TASK DESCRIPTION »
From the first line to the last, retype the listing without any alteration.

RECORDS FOR THE EXERCISE »
/// Reduces one line of OCR output to lowercase ASCII letters, digits and
/// spaces, trimmed at both ends.
pub fn normalize(line: &str) -> String {
    let kept: String = line
        .chars()
        .filter(|c| c.is_ascii_alphanumeric() || *c == ' ')
        .map(|c| c.to_ascii_lowercase())
        .collect();
    kept.trim().to_string()
}

#[cfg(test)]
mod tests {
    use super::*;

    const SAMPLES: &[&str] = &[
        "",
        "   ",
        "Hello World",
        "  Hello, World!  ",
        "ÉCOLE café 42",
        "tab\tseparated\r",
        "$ cargo build --release",
        "https://example.com/path?q=1",
        "   !!!   ",
        "MiXeD 123 CaSe",
    ];

    #[test]
    fn strips_punctuation_and_lowercases() {
        assert_eq!(normalize("  Hello, World!  "), "hello world");
        assert_eq!(normalize("$ cargo build --release"), "cargo build release");
    }

    #[test]
    fn drops_non_ascii_letters() {
        assert_eq!(normalize("ÉCOLE café 42"), "cole caf 42");
    }

    #[test]
    fn empty_input_yields_empty_output() {
        assert_eq!(normalize(""), "");
        assert_eq!(normalize("!!!"), "");
    }

    #[test]
    fn inner_spaces_are_kept() {
        assert_eq!(normalize("a  b"), "a  b");
        assert_eq!(normalize("tab\tseparated"), "tabseparated");
    }

    #[test]
    fn output_alphabet_is_restricted() {
        for sample in SAMPLES {
            let out = normalize(sample);
            assert!(
                out.chars()
                    .all(|c| c.is_ascii_lowercase() || c.is_ascii_digit() || c == ' '),
                "unexpected char in {out:?}"
            );
            assert!(!out.starts_with(' ') && !out.ends_with(' '), "untrimmed: {out:?}");
        }
    }

    #[test]
    fn normalize_is_idempotent() {
        for sample in SAMPLES {
            let once = normalize(sample);
            assert_eq!(normalize(&once), once);
        }
    }
}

RESPONSE BOX »
/// Reduces one line of OCR output to lowercase ASCII letters, digits and
/// spaces, trimmed at both ends.
pub fn normalize(line: &str) -> String {
    let kept: String = line
        .chars()
        .filter(|c| c.is_ascii_alphanumeric() || *c == ' ')
        .map(|c| c.to_ascii_lowercase())
        .collect();
    kept.trim().to_string()
}

#[cfg(test)]
mod tests {
    use super::*;

    const SAMPLES: &[&str] = &[
        "",
        "   ",
        "Hello World",
        "  Hello, World!  ",
        "ÉCOLE café 42",
        "tab\tseparated\r",
        "$ cargo build --release",
        "https://example.com/path?q=1",
        "   !!!   ",
        "MiXeD 123 CaSe",
    ];

    #[test]
    fn strips_punctuation_and_lowercases() {
        assert_eq!(normalize("  Hello, World!  "), "hello world");
        assert_eq!(normalize("$ cargo build --release"), "cargo build release");
    }

    #[test]
    fn drops_non_ascii_letters() {
        assert_eq!(normalize("ÉCOLE café 42"), "cole caf 42");
    }

    #[test]
    fn empty_input_yields_empty_output() {
        assert_eq!(normalize(""), "");
        assert_eq!(normalize("!!!"), "");
    }

    #[test]
    fn inner_spaces_are_kept() {
        assert_eq!(normalize("a  b"), "a  b");
        assert_eq!(normalize("tab\tseparated"), "tabseparated");
    }

    #[test]
    fn output_alphabet_is_restricted() {
        for sample in SAMPLES {
            let out = normalize(sample);
            assert!(
                out.chars()
                    .all(|c| c.is_ascii_lowercase() || c.is_ascii_digit() || c == ' '),
                "unexpected char in {out:?}"
            );
            assert!(!out.starts_with(' ') && !out.ends_with(' '), "untrimmed: {out:?}");
        }
    }

    #[test]
    fn normalize_is_idempotent() {
        for sample in SAMPLES {
            let once = normalize(sample);
            assert_eq!(normalize(&once), once);
        }
    }
}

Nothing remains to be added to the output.